The answer should hold only the line with "API base URL" and each line after it through the last line of the material, exactly.

== Segment start ==

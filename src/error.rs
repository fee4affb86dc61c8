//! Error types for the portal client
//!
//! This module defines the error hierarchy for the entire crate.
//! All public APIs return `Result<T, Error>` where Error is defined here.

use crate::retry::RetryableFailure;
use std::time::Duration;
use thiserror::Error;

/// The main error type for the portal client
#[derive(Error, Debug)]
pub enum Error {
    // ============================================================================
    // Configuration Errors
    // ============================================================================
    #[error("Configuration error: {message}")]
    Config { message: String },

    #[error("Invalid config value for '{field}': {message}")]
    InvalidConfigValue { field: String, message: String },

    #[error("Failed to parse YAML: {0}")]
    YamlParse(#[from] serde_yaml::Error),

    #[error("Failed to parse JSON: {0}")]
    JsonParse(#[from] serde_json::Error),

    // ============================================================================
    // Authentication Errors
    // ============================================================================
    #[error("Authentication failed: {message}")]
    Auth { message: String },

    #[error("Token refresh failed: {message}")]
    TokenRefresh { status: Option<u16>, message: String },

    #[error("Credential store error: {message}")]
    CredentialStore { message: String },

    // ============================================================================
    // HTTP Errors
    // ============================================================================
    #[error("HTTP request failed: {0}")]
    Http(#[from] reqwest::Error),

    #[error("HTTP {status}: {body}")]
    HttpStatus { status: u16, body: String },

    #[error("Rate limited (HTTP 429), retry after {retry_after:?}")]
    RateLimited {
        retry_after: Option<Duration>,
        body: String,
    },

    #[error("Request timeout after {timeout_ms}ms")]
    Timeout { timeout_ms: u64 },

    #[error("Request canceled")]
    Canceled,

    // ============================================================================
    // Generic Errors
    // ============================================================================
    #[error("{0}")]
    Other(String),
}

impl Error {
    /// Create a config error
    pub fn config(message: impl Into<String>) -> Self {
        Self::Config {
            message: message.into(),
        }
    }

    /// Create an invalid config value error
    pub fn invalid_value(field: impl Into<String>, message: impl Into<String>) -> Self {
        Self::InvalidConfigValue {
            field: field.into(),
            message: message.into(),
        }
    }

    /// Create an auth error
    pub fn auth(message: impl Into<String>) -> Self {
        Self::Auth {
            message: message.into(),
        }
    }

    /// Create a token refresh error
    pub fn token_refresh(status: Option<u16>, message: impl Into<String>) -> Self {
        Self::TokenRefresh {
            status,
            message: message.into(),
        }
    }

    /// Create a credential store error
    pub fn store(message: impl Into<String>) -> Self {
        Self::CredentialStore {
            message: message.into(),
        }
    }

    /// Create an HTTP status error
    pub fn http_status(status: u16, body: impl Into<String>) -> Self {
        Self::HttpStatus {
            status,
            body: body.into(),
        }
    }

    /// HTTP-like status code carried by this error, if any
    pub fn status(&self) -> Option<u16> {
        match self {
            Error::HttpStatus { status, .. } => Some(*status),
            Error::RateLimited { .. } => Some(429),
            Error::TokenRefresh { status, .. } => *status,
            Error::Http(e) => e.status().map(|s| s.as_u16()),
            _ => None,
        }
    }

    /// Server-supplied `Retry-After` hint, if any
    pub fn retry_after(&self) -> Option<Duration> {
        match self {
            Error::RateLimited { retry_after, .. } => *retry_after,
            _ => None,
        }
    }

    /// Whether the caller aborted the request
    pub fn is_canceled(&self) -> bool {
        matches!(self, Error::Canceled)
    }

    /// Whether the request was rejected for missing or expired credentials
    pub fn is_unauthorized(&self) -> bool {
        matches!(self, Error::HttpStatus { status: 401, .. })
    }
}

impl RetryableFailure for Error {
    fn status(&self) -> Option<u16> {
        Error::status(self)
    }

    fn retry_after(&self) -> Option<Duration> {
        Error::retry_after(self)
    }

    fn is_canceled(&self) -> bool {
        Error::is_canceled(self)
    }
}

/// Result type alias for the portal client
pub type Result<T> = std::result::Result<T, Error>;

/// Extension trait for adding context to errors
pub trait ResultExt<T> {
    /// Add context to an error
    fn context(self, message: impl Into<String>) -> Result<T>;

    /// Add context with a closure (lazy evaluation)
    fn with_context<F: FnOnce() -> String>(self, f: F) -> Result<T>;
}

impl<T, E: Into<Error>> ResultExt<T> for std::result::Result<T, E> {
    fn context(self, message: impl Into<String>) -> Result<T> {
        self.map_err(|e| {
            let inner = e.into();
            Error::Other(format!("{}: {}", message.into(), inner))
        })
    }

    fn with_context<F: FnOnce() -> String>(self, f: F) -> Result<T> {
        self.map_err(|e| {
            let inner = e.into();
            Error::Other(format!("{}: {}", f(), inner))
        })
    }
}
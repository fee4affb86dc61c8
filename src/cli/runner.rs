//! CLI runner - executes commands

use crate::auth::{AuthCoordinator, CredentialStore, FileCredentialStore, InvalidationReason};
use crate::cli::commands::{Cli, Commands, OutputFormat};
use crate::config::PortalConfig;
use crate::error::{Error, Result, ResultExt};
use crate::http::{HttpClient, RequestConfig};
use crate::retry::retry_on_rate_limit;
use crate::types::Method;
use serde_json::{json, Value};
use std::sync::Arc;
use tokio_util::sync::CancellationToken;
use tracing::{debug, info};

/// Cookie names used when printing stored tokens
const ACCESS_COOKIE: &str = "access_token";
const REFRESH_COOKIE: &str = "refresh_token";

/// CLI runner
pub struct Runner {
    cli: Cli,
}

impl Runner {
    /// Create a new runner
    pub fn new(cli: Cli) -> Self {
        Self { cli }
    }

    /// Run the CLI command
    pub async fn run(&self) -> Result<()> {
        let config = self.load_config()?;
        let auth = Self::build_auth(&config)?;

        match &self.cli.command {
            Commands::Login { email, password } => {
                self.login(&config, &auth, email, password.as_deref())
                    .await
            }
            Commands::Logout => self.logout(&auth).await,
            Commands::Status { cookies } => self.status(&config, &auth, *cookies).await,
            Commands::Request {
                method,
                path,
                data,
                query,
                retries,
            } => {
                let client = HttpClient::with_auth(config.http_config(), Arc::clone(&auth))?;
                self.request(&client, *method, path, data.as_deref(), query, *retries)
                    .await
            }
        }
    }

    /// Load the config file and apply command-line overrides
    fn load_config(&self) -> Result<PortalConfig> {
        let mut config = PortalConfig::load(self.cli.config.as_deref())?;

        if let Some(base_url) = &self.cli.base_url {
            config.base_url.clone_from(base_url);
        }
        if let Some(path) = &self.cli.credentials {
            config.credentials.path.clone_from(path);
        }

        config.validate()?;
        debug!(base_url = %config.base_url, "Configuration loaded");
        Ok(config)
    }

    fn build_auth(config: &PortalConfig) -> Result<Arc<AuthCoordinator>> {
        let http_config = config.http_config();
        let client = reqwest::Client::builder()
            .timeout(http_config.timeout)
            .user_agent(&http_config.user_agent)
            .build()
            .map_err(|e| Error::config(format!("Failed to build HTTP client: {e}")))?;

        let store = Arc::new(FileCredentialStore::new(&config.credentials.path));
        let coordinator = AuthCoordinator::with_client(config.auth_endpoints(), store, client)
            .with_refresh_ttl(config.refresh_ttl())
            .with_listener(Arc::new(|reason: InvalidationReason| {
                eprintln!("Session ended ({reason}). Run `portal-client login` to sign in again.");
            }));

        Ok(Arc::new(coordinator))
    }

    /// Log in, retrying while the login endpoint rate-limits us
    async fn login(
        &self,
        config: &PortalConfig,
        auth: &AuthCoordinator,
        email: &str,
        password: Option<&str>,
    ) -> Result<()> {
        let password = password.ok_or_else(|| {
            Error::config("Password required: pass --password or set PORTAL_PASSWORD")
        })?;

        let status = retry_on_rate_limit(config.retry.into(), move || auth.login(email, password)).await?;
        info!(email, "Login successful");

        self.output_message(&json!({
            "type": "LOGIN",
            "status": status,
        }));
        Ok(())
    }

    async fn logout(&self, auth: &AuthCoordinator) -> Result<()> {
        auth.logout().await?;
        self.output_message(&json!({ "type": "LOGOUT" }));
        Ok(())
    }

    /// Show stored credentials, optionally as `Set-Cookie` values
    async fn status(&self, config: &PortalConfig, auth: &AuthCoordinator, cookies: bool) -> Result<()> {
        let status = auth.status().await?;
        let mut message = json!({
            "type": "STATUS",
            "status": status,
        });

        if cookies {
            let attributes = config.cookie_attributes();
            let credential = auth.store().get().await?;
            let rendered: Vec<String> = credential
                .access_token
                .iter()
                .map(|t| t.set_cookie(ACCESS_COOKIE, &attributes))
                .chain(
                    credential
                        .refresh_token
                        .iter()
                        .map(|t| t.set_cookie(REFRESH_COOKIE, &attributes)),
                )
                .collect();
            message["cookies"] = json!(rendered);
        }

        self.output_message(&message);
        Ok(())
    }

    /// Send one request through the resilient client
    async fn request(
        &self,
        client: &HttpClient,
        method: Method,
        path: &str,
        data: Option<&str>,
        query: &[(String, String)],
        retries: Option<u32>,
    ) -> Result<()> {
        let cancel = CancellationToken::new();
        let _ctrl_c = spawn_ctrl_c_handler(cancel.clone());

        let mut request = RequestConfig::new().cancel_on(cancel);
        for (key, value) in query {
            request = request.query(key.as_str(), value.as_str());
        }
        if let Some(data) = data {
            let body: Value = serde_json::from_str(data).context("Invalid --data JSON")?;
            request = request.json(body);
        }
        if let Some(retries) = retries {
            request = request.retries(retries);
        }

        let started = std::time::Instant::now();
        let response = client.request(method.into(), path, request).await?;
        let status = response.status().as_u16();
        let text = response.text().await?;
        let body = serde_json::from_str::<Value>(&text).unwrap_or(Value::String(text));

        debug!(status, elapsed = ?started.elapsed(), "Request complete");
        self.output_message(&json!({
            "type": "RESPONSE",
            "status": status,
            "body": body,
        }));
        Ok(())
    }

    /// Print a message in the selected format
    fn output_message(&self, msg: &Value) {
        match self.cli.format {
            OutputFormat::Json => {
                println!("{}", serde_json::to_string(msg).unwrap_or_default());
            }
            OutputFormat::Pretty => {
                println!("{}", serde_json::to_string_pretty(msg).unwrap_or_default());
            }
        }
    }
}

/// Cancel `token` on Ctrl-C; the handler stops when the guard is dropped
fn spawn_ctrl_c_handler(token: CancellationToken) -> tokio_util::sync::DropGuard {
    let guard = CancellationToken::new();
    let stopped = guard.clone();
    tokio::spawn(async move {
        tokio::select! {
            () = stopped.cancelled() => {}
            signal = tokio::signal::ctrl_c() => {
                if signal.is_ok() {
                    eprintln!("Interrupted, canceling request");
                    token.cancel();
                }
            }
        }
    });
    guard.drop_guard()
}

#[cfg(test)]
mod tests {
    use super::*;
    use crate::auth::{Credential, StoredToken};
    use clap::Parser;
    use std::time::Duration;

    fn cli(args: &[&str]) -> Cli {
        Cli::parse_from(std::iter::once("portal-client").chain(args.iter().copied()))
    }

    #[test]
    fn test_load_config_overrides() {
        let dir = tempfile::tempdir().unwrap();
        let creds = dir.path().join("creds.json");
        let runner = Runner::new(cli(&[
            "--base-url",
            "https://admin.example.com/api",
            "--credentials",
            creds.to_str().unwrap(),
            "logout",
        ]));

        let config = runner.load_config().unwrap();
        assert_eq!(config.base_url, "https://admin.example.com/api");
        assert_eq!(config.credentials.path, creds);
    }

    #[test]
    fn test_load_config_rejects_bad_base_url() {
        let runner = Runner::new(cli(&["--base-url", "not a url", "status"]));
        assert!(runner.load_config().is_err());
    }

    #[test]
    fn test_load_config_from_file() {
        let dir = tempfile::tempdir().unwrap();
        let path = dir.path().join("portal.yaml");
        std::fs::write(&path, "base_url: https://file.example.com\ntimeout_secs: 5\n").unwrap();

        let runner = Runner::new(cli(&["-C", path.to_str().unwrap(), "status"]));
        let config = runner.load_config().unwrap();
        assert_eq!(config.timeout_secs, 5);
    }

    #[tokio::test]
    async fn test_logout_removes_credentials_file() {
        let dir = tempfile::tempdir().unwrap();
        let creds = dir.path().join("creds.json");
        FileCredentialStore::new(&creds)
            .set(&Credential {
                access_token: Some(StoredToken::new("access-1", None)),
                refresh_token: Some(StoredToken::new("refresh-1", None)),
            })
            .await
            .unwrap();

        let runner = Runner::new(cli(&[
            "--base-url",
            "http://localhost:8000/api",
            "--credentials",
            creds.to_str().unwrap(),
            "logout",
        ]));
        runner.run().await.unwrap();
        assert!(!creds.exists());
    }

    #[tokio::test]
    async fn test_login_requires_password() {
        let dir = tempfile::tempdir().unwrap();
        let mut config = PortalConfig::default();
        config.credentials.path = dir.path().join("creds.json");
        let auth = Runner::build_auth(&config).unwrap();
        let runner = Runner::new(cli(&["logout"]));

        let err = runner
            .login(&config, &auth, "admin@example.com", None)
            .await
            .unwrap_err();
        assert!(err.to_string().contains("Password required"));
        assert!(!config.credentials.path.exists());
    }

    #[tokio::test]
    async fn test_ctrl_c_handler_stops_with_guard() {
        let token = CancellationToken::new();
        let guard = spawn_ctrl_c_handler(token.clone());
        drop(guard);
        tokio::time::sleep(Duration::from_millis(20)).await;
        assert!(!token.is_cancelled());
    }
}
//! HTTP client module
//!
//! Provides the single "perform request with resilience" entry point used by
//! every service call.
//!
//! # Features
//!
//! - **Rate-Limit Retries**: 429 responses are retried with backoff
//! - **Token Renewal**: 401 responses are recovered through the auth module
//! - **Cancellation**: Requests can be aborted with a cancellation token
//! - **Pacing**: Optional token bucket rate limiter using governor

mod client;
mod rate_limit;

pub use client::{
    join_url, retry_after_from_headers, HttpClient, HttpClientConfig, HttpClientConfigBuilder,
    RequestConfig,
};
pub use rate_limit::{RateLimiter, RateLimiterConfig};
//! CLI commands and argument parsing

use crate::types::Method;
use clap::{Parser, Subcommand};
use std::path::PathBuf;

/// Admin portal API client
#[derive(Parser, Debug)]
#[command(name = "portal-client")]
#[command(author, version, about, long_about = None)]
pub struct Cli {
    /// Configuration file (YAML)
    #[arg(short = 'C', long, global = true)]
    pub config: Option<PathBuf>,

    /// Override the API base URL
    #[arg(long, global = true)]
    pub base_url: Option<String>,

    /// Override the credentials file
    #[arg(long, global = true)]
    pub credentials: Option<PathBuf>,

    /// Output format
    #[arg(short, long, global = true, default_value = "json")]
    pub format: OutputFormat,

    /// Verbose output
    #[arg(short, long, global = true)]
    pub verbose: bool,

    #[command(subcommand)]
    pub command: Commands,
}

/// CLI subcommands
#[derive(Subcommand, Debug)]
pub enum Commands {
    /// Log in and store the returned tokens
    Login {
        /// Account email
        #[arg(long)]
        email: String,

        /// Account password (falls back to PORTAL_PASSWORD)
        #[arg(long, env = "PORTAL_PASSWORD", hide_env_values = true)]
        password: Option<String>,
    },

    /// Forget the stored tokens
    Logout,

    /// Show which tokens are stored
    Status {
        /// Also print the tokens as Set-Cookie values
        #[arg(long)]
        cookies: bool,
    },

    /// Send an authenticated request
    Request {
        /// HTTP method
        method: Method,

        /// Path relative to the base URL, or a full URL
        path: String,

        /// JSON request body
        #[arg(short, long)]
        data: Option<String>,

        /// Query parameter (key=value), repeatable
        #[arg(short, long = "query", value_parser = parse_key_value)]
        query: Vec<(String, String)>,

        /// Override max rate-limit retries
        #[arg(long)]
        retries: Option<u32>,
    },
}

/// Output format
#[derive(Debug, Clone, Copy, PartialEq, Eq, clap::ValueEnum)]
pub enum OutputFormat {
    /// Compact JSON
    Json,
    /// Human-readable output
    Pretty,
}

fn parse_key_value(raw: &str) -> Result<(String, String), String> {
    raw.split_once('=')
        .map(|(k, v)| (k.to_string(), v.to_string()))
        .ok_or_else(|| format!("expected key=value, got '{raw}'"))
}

== Segment end ==

--- ANSWER TO THE PROBLEM ---
    /// Override the API base URL
    #[arg(long, global = true)]
    pub base_url: Option<String>,

    /// Override the credentials file
    #[arg(long, global = true)]
    pub credentials: Option<PathBuf>,

    /// Output format
    #[arg(short, long, global = true, default_value = "json")]
    pub format: OutputFormat,

    /// Verbose output
    #[arg(short, long, global = true)]
    pub verbose: bool,

    #[command(subcommand)]
    pub command: Commands,
}

/// CLI subcommands
#[derive(Subcommand, Debug)]
pub enum Commands {
    /// Log in and store the returned tokens
    Login {
        /// Account email
        #[arg(long)]
        email: String,

        /// Account password (falls back to PORTAL_PASSWORD)
        #[arg(long, env = "PORTAL_PASSWORD", hide_env_values = true)]
        password: Option<String>,
    },

    /// Forget the stored tokens
    Logout,

    /// Show which tokens are stored
    Status {
        /// Also print the tokens as Set-Cookie values
        #[arg(long)]
        cookies: bool,
    },

    /// Send an authenticated request
    Request {
        /// HTTP method
        method: Method,

        /// Path relative to the base URL, or a full URL
        path: String,

        /// JSON request body
        #[arg(short, long)]
        data: Option<String>,

        /// Query parameter (key=value), repeatable
        #[arg(short, long = "query", value_parser = parse_key_value)]
        query: Vec<(String, String)>,

        /// Override max rate-limit retries
        #[arg(long)]
        retries: Option<u32>,
    },
}

/// Output format
#[derive(Debug, Clone, Copy, PartialEq, Eq, clap::ValueEnum)]
pub enum OutputFormat {
    /// Compact JSON
    Json,
    /// Human-readable output
    Pretty,
}

fn parse_key_value(raw: &str) -> Result<(String, String), String> {
    raw.split_once('=')
        .map(|(k, v)| (k.to_string(), v.to_string()))
        .ok_or_else(|| format!("expected key=value, got '{raw}'"))
}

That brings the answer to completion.